Safety-first GitOps operations for ArgoCD via the Model Context Protocol.

License Python MCP Code style: ruff Type checked: mypy Pre-commit


Why This Exists

"95% of MCP servers are garbage."

We built this because we were tired of:

The Empty Error Message Problem. You sync an app. It fails. The error? "Sync failed." Thanks, very helpful. Meanwhile, the actual cause is buried across three different Kubernetes events, two pod logs, and a misconfigured HPA that nobody told you about. Our diagnose_sync_failure tool aggregates all of that into one coherent analysis.
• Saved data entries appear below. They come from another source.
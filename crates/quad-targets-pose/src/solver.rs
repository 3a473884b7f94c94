//! Planar four-point pose solver.
//!
//! The target plane is mapped to the normalized image plane with a
//! homography, which is decomposed into an initial `R | t` and then refined
//! with Gauss-Newton on the pixel reprojection error over
//! `(rotation vector, translation)`.

use crate::PoseError;
use nalgebra::{Matrix3, Point2, Point3, Rotation3, SMatrix, SVector, Vector3};
use quad_targets_core::{homography_from_4pt, CameraIntrinsics};

#[cfg(feature = "tracing")]
use tracing::instrument;

const MAX_ITERS: usize = 20;
const JACOBIAN_STEP: f64 = 1e-7;
const STEP_TOL: f64 = 1e-12;

type Params = SVector<f64, 6>;
type Residuals = SVector<f64, 8>;

/// Refined pose together with its final reprojection error.
#[derive(Clone, Copy, Debug, PartialEq)]
pub struct PlanarSolution {
    pub rotation: Rotation3<f64>,
    pub translation: Vector3<f64>,
    pub rms_px: f64,
    pub iterations: usize,
}

/// Decompose a plane-to-normalized-image homography `H ~ [r1 r2 t]` into a
/// rotation and translation with the target in front of the camera.
pub fn pose_from_homography(h: &Matrix3<f64>) -> Option<(Rotation3<f64>, Vector3<f64>)> {
    let h1: Vector3<f64> = h.column(0).into_owned();
    let h2: Vector3<f64> = h.column(1).into_owned();
    let h3: Vector3<f64> = h.column(2).into_owned();

    let (n1, n2) = (h1.norm(), h2.norm());
    if n1 < 1e-12 || n2 < 1e-12 {
        return None;
    }
    let mut lambda = 2.0 / (n1 + n2);
    if h3.z * lambda < 0.0 {
        lambda = -lambda;
    }

    let r1 = h1 * lambda;
    let r2 = h2 * lambda;
    let r3 = r1.cross(&r2);
    let t = h3 * lambda;

    // nearest rotation in the Frobenius sense
    let m = Matrix3::from_columns(&[r1, r2, r3]);
    let svd = m.svd(true, true);
    let mut u = svd.u?;
    let vt = svd.v_t?;
    let mut r = u * vt;
    if r.determinant() < 0.0 {
        u.column_mut(2).neg_mut();
        r = u * vt;
    }
    if r.iter().chain(t.iter()).any(|v| !v.is_finite()) {
        return None;
    }
    Some((Rotation3::from_matrix_unchecked(r), t))
}

fn reprojection_residuals(
    camera: &CameraIntrinsics,
    object: &[Point3<f64>; 4],
    pixels: &[Point2<f64>; 4],
    params: &Params,
) -> Option<Residuals> {
    let rotation = Rotation3::from_scaled_axis(Vector3::new(params[0], params[1], params[2]));
    let t = Vector3::new(params[3], params[4], params[5]);
    let mut r = Residuals::zeros();
    for (k, (obj, px)) in object.iter().zip(pixels).enumerate() {
        let pc = rotation.transform_point(obj) + t;
        let proj = camera.project(&pc)?;
        r[2 * k] = proj.x - px.x;
        r[2 * k + 1] = proj.y - px.y;
    }
    Some(r)
}

/// Gauss-Newton refinement with a forward-difference Jacobian. A step is only
/// taken when it lowers the squared error.
fn refine(
    camera: &CameraIntrinsics,
    object: &[Point3<f64>; 4],
    pixels: &[Point2<f64>; 4],
    mut params: Params,
) -> Result<(Params, Residuals, usize), PoseError> {
    let mut r =
        reprojection_residuals(camera, object, pixels, &params).ok_or(PoseError::BehindCamera)?;
    let mut cost = r.norm_squared();
    let mut iterations = 0;

    'gn: for _ in 0..MAX_ITERS {
        let mut j = SMatrix::<f64, 8, 6>::zeros();
        for c in 0..6 {
            let step = JACOBIAN_STEP * (1.0 + params[c].abs());
            let mut p = params;
            p[c] += step;
            let Some(rp) = reprojection_residuals(camera, object, pixels, &p) else {
                break 'gn;
            };
            j.set_column(c, &((rp - r) / step));
        }

        let jt = j.transpose();
        let normal = jt * j + SMatrix::<f64, 6, 6>::identity() * 1e-12;
        let Some(chol) = normal.cholesky() else {
            break;
        };
        let delta = chol.solve(&(-(jt * r)));

        let candidate = params + delta;
        match reprojection_residuals(camera, object, pixels, &candidate) {
            Some(rc) if rc.norm_squared() < cost => {
                params = candidate;
                r = rc;
                cost = r.norm_squared();
                iterations += 1;
                if delta.norm() < STEP_TOL {
                    break;
                }
            }
            _ => break,
        }
    }
    Ok((params, r, iterations))
}

/// Recover the pose of a planar quad from its four image corners.
///
/// `plane` holds the corners on the target plane (`z = 0`) and `pixels` the
/// matching image observations, in the same order.
#[cfg_attr(feature = "tracing", instrument(level = "debug", skip_all))]
pub fn solve_planar_pose(
    camera: &CameraIntrinsics,
    plane: &[Point2<f64>; 4],
    pixels: &[Point2<f64>; 4],
) -> Result<PlanarSolution, PoseError> {
    if !camera.is_valid() {
        return Err(PoseError::InvalidIntrinsics);
    }

    let mut normalized = [Point2::origin(); 4];
    for (n, px) in normalized.iter_mut().zip(pixels) {
        *n = camera
            .pixel_to_normalized(*px)
            .ok_or(PoseError::InvalidIntrinsics)?;
    }

    let h = homography_from_4pt(plane, &normalized).ok_or(PoseError::HomographyFailed)?;
    let (r0, t0) = pose_from_homography(&h.h).ok_or(PoseError::HomographyFailed)?;

    let rv = r0.scaled_axis();
    let init = Params::from_column_slice(&[rv.x, rv.y, rv.z, t0.x, t0.y, t0.z]);
    let object = plane.map(|p| Point3::new(p.x, p.y, 0.0));
    let (params, residuals, iterations) = refine(camera, &object, pixels, init)?;

    if params.iter().any(|v| !v.is_finite()) {
        return Err(PoseError::NonFinite);
    }
    let rotation = Rotation3::from_scaled_axis(Vector3::new(params[0], params[1], params[2]));
    let translation = Vector3::new(params[3], params[4], params[5]);
    if translation.z <= 0.0 {
        return Err(PoseError::BehindCamera);
    }

    Ok(PlanarSolution {
        rotation,
        translation,
        rms_px: (residuals.norm_squared() / 4.0).sqrt(),
        iterations,
    })
}

#[cfg(test)]
mod tests {
    use super::*;
    use approx::assert_relative_eq;

    fn camera() -> CameraIntrinsics {
        CameraIntrinsics::new(800.0, 800.0, 320.0, 240.0)
    }

    fn plane() -> [Point2<f64>; 4] {
        [
            Point2::new(-0.1, -0.075),
            Point2::new(-0.1, 0.075),
            Point2::new(0.1, 0.075),
            Point2::new(0.1, -0.075),
        ]
    }

    fn project(rot: &Rotation3<f64>, t: &Vector3<f64>) -> [Point2<f64>; 4] {
        plane().map(|p| {
            camera()
                .project(&(rot.transform_point(&Point3::new(p.x, p.y, 0.0)) + *t))
                .expect("in front")
        })
    }

    #[test]
    fn recovers_exact_pose() {
        let rot = Rotation3::from_euler_angles(0.2, -0.15, 0.1);
        let t = Vector3::new(0.05, -0.02, 1.5);
        let sol = solve_planar_pose(&camera(), &plane(), &project(&rot, &t)).expect("pose");

        assert!(sol.rotation.rotation_to(&rot).angle() < 1e-6);
        assert_relative_eq!(sol.translation, t, epsilon = 1e-6);
        assert!(sol.rms_px < 1e-6);
    }

    #[test]
    fn refinement_reduces_noisy_error() {
        let rot = Rotation3::from_euler_angles(-0.1, 0.25, -0.3);
        let t = Vector3::new(-0.1, 0.04, 2.0);
        let mut px = project(&rot, &t);
        for (k, p) in px.iter_mut().enumerate() {
            p.x += if k % 2 == 0 { 0.4 } else { -0.3 };
            p.y += if k < 2 { -0.2 } else { 0.35 };
        }
        let sol = solve_planar_pose(&camera(), &plane(), &px).expect("pose");
        assert!(sol.rms_px < 0.6);
        assert!((sol.translation - t).norm() < 0.05);
    }

    #[test]
    fn homography_decomposition_is_a_rotation() {
        let rot = Rotation3::from_euler_angles(0.3, 0.1, -0.2);
        let t = Vector3::new(0.0, 0.0, 1.0);
        let r = rot.matrix();
        let h = Matrix3::from_columns(&[
            r.column(0).into_owned() * 3.0,
            r.column(1).into_owned() * 3.0,
            t * 3.0,
        ]);
        let (r0, t0) = pose_from_homography(&(-h)).expect("decomposition");
        assert!(r0.rotation_to(&rot).angle() < 1e-9);
        assert_relative_eq!(t0, t, epsilon = 1e-9);
    }

    #[test]
    fn collinear_corners_fail() {
        let px = [
            Point2::new(100.0, 100.0),
            Point2::new(200.0, 100.0),
            Point2::new(300.0, 100.0),
            Point2::new(400.0, 100.0),
        ];
        assert!(solve_planar_pose(&camera(), &plane(), &px).is_err());
    }

    #[test]
    fn invalid_camera_is_reported() {
        let cam = CameraIntrinsics::new(0.0, 800.0, 320.0, 240.0);
        let px = project(&Rotation3::identity(), &Vector3::new(0.0, 0.0, 1.0));
        assert_eq!(
            solve_planar_pose(&cam, &plane(), &px).unwrap_err(),
            PoseError::InvalidIntrinsics
        );
    }
}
The "Oops, I Deleted Production" Problem. Most MCP servers treat every operation the same. Read a deployment? Same as deleting a namespace! We implement defense-in-depth: read-only by default, writes require explicit opt-in, destructive operations require typing the resource name twice. Because at 3 AM, you don't need an LLM with root access to your production cluster.
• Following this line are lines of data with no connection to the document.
//! Contour forest with explicit parent / first-child / next-sibling links.
//!
//! Tracing primitives usually encode "no link" as `-1` or rely on a numeric
//! comparison against `0`; here every link is an `Option<ContourId>` so that
//! contour 0 is an ordinary node.

use image::GrayImage;
use nalgebra::Point2;
use serde::{Deserialize, Serialize};

#[cfg(feature = "tracing")]
use tracing::instrument;

/// Index of a contour inside a [`ContourForest`].
#[derive(Clone, Copy, Debug, PartialEq, Eq, Hash, PartialOrd, Ord, Serialize, Deserialize)]
#[serde(transparent)]
pub struct ContourId(pub usize);

impl ContourId {
    #[inline]
    pub fn index(self) -> usize {
        self.0
    }
}

/// Traced boundary of one connected region.
#[derive(Clone, Debug, PartialEq, Eq)]
pub struct Contour {
    pub points: Vec<Point2<i32>>,
    /// True when the contour bounds a hole rather than a region.
    pub is_hole: bool,
}

#[derive(Clone, Copy, Debug, Default, PartialEq, Eq, Serialize, Deserialize)]
pub struct HierarchyNode {
    pub parent: Option<ContourId>,
    pub first_child: Option<ContourId>,
    pub next_sibling: Option<ContourId>,
}

impl HierarchyNode {
    /// Convert an OpenCV-style `[next, previous, first_child, parent]` row,
    /// where any negative value means "none".
    pub fn from_raw(row: [i32; 4]) -> Self {
        let link = |v: i32| usize::try_from(v).ok().map(ContourId);
        Self {
            next_sibling: link(row[0]),
            first_child: link(row[2]),
            parent: link(row[3]),
        }
    }
}

#[derive(thiserror::Error, Debug, PartialEq, Eq)]
pub enum HierarchyError {
    #[error("hierarchy has {nodes} nodes for {contours} contours")]
    LengthMismatch { contours: usize, nodes: usize },
    #[error("contour {from} links to out-of-range contour {to}")]
    OutOfRange { from: usize, to: usize },
    #[error("contour {0} is its own ancestor")]
    Cycle(usize),
    #[error("contour {child} is in the child chain of {parent} but records parent {recorded:?}")]
    Inconsistent {
        parent: usize,
        child: usize,
        recorded: Option<usize>,
    },
}

/// Forest of contours indexed by [`ContourId`].
#[derive(Clone, Debug, Default)]
pub struct ContourForest {
    contours: Vec<Contour>,
    nodes: Vec<HierarchyNode>,
}

impl ContourForest {
    /// Build from per-contour parent links. Children are chained in
    /// ascending index order.
    pub fn from_parents(
        contours: Vec<Contour>,
        parents: &[Option<usize>],
    ) -> Result<Self, HierarchyError> {
        let n = contours.len();
        if parents.len() != n {
            return Err(HierarchyError::LengthMismatch {
                contours: n,
                nodes: parents.len(),
            });
        }

        let mut nodes = vec![HierarchyNode::default(); n];
        let mut last_child: Vec<Option<usize>> = vec![None; n];
        for (i, parent) in parents.iter().enumerate() {
            let Some(p) = *parent else {
                continue;
            };
            if p >= n {
                return Err(HierarchyError::OutOfRange { from: i, to: p });
            }
            if p == i {
                return Err(HierarchyError::Cycle(i));
            }
            nodes[i].parent = Some(ContourId(p));
            match last_child[p] {
                None => nodes[p].first_child = Some(ContourId(i)),
                Some(prev) => nodes[prev].next_sibling = Some(ContourId(i)),
            }
            last_child[p] = Some(i);
        }

        let forest = Self { contours, nodes };
        forest.check_acyclic()?;
        Ok(forest)
    }

    /// Build from fully specified nodes, validating that parent, child and
    /// sibling links agree with each other.
    pub fn from_nodes(
        contours: Vec<Contour>,
        nodes: Vec<HierarchyNode>,
    ) -> Result<Self, HierarchyError> {
        let n = contours.len();
        if nodes.len() != n {
            return Err(HierarchyError::LengthMismatch {
                contours: n,
                nodes: nodes.len(),
            });
        }
        for (i, node) in nodes.iter().enumerate() {
            for link in [node.parent, node.first_child, node.next_sibling]
                .into_iter()
                .flatten()
            {
                if link.0 >= n {
                    return Err(HierarchyError::OutOfRange { from: i, to: link.0 });
                }
            }
        }

        let forest = Self { contours, nodes };
        forest.check_acyclic()?;

        let mut seen_in_chain = vec![false; n];
        for p in 0..n {
            let mut steps = 0usize;
            let mut cur = forest.nodes[p].first_child;
            while let Some(c) = cur {
                steps += 1;
                if steps > n || seen_in_chain[c.0] {
                    return Err(HierarchyError::Cycle(c.0));
                }
                seen_in_chain[c.0] = true;
                let recorded = forest.nodes[c.0].parent;
                if recorded != Some(ContourId(p)) {
                    return Err(HierarchyError::Inconsistent {
                        parent: p,
                        child: c.0,
                        recorded: recorded.map(ContourId::index),
                    });
                }
                cur = forest.nodes[c.0].next_sibling;
            }
        }
        for (i, node) in forest.nodes.iter().enumerate() {
            if let Some(p) = node.parent {
                if !seen_in_chain[i] {
                    return Err(HierarchyError::Inconsistent {
                        parent: p.0,
                        child: i,
                        recorded: Some(p.0),
                    });
                }
            }
        }
        Ok(forest)
    }

    fn check_acyclic(&self) -> Result<(), HierarchyError> {
        let n = self.nodes.len();
        for start in 0..n {
            let mut cur = self.nodes[start].parent;
            let mut steps = 0usize;
            while let Some(p) = cur {
                steps += 1;
                if p.0 == start || steps > n {
                    return Err(HierarchyError::Cycle(start));
                }
                cur = self.nodes[p.0].parent;
            }
        }
        Ok(())
    }

    pub fn len(&self) -> usize {
        self.contours.len()
    }

    pub fn is_empty(&self) -> bool {
        self.contours.is_empty()
    }

    pub fn ids(&self) -> impl Iterator<Item = ContourId> {
        (0..self.contours.len()).map(ContourId)
    }

    pub fn contour(&self, id: ContourId) -> Option<&Contour> {
        self.contours.get(id.0)
    }

    pub fn contours(&self) -> &[Contour] {
        &self.contours
    }

    pub fn node(&self, id: ContourId) -> Option<&HierarchyNode> {
        self.nodes.get(id.0)
    }

    /// One node per connected component: hole borders are dropped and each
    /// outer border hangs under the outer border of the component that
    /// encloses it. Relative order is preserved.
    ///
    /// On an edge map every closed edge loop traces twice (its outer border
    /// and the border of the hole it encloses); this keeps one of the two.
    pub fn outer_borders(&self) -> ContourForest {
        let mut remap = vec![None; self.contours.len()];
        let mut kept = Vec::new();
        for (i, c) in self.contours.iter().enumerate() {
            if !c.is_hole {
                remap[i] = Some(kept.len());
                kept.push(i);
            }
        }
        let parents: Vec<Option<usize>> = kept
            .iter()
            .map(|&i| {
                let mut cur = self.nodes[i].parent;
                while let Some(p) = cur {
                    if let Some(k) = remap[p.0] {
                        return Some(k);
                    }
                    cur = self.nodes[p.0].parent;
                }
                None
            })
            .collect();
        let contours = kept.iter().map(|&i| self.contours[i].clone()).collect();
        // ancestors of a valid forest stay acyclic after the remap
        ContourForest::from_parents(contours, &parents).unwrap_or_default()
    }

    /// Immediate children of `id`: its first child followed by that child's
    /// sibling chain. Grandchildren are not visited.
    pub fn children(&self, id: ContourId) -> Children<'_> {
        Children {
            forest: self,
            next: self.node(id).and_then(|n| n.first_child),
            remaining: self.nodes.len(),
        }
    }
}

/// Iterator over the immediate children of one contour.
pub struct Children<'a> {
    forest: &'a ContourForest,
    next: Option<ContourId>,
    remaining: usize,
}

impl Iterator for Children<'_> {
    type Item = ContourId;

    fn next(&mut self) -> Option<ContourId> {
        let cur = self.next?;
        if self.remaining == 0 {
            self.next = None;
            return None;
        }
        self.remaining -= 1;
        self.next = self.forest.node(cur).and_then(|n| n.next_sibling);
        Some(cur)
    }
}

/// Trace every border in a binary image (non-zero = foreground) and return
/// the full nesting tree.
#[cfg_attr(
    feature = "tracing",
    instrument(level = "debug", skip(edges), fields(width = edges.width(), height = edges.height()))
)]
pub fn find_contour_forest(edges: &GrayImage) -> ContourForest {
    if edges.width() == 0 || edges.height() == 0 {
        return ContourForest::default();
    }
    let raw = imageproc::contours::find_contours::<i32>(edges);
    let parents: Vec<Option<usize>> = raw.iter().map(|c| c.parent).collect();
    let contours: Vec<Contour> = raw
        .into_iter()
        .map(|c| Contour {
            points: c.points.iter().map(|p| Point2::new(p.x, p.y)).collect(),
            is_hole: matches!(c.border_type, imageproc::contours::BorderType::Hole),
        })
        .collect();

    match ContourForest::from_parents(contours, &parents) {
        Ok(forest) => forest,
        Err(err) => {
            log::warn!("contour tracer returned an invalid hierarchy: {err}");
            ContourForest::default()
        }
    }
}
use quad_targets_detector::{DetectionResult, DetectionStats, QuadTarget};
use quad_targets_pose::{PoseEstimator, TargetPose};
use serde::{Deserialize, Serialize};

/// A detected target with its pose, when one could be estimated.
#[derive(Clone, Debug, PartialEq, Serialize, Deserialize)]
pub struct TargetObservation {
    #[serde(flatten)]
    pub target: QuadTarget,
    #[serde(default)]
    pub pose: Option<TargetPose>,
    /// Why `pose` is missing although an estimator was configured.
    #[serde(default, skip_serializing_if = "Option::is_none")]
    pub pose_error: Option<String>,
}

#[derive(Clone, Debug, Default, PartialEq, Serialize, Deserialize)]
pub struct ObservedDetection {
    pub stats: DetectionStats,
    pub targets: Vec<TargetObservation>,
}

/// Attach a pose to every detected target. A failure for one target is
/// recorded on that target and does not affect the others.
pub fn observe_targets(
    result: DetectionResult,
    estimator: Option<&PoseEstimator>,
) -> ObservedDetection {
    let targets = result
        .targets
        .into_iter()
        .map(|target| match estimator.map(|e| e.estimate(&target.outer)) {
            None => TargetObservation {
                target,
                pose: None,
                pose_error: None,
            },
            Some(Ok(pose)) => {
                log::debug!(
                    "target {:?}/{:?}: {:.3} away, rms {:.2}px",
                    target.outer_contour,
                    target.inner_contour,
                    pose.distance(),
                    pose.rms_reprojection_px
                );
                TargetObservation {
                    target,
                    pose: Some(pose),
                    pose_error: None,
                }
            }
            Some(Err(err)) => {
                log::warn!(
                    "target {:?}/{:?}: {err}",
                    target.outer_contour,
                    target.inner_contour
                );
                TargetObservation {
                    target,
                    pose: None,
                    pose_error: Some(err.to_string()),
                }
            }
        })
        .collect();
    ObservedDetection {
        stats: result.stats,
        targets,
    }
}

#[cfg(test)]
mod tests {
    use super::*;
    use nalgebra::Point2;
    use quad_targets_core::{CameraIntrinsics, Quad};
    use quad_targets_pose::TargetGeometry;
    use quad_targets_vision::ContourId;

    fn target(corners: [Point2<i32>; 4]) -> QuadTarget {
        QuadTarget {
            outer_contour: ContourId(0),
            inner_contour: ContourId(1),
            outer: Quad::new(corners),
            inner: Quad::new(corners),
            score: 1.0,
            ring_area: 0.0,
        }
    }

    #[test]
    fn pose_failure_is_isolated_to_its_target() {
        let good = target([
            Point2::new(280, 200),
            Point2::new(280, 280),
            Point2::new(360, 280),
            Point2::new(360, 200),
        ]);
        let collinear = target([
            Point2::new(0, 0),
            Point2::new(10, 0),
            Point2::new(20, 0),
            Point2::new(10, 10),
        ]);
        let result = DetectionResult {
            targets: vec![collinear, good],
            stats: DetectionStats::default(),
        };
        let est = PoseEstimator::new(
            CameraIntrinsics::new(800.0, 800.0, 320.0, 240.0),
            TargetGeometry::new(0.1, 0.1),
        );
        let observed = observe_targets(result, Some(&est));
        assert!(observed.targets[0].pose.is_none());
        assert!(observed.targets[0]
            .pose_error
            .as_deref()
            .is_some_and(|e| e.contains("pose unavailable")));
        let pose = observed.targets[1].pose.as_ref().expect("pose");
        assert!((pose.translation.z - 1.0).abs() < 1e-6);
    }

    #[test]
    fn no_estimator_means_no_pose_and_no_error() {
        let result = DetectionResult {
            targets: vec![target([Point2::new(0, 0); 4])],
            stats: DetectionStats::default(),
        };
        let observed = observe_targets(result, None);
        assert!(observed.targets[0].pose.is_none());
        assert!(observed.targets[0].pose_error.is_none());
    }
}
The YAML Fatigue Problem. When you have 47 applications across 12 clusters, the ArgoCD UI becomes a slideshow. We built this for SREs who live in terminals and need answers fast: "What's broken in prod?" should return an answer, not a loading spinner.

The Context Window Problem. MCP servers that dump entire manifests into the context are doing it wrong. We use progressive disclosure: simple status first, details on request, full manifests only when you explicitly ask. Your context window is precious real estate.


Quick Demo

Illustrative example — the conversation below is a hand-written demonstration of how an agent would use these tools, not a transcript of a real session. Tool names, parameters, and responses match what the server actually returns; the surrounding chat is for illustration only.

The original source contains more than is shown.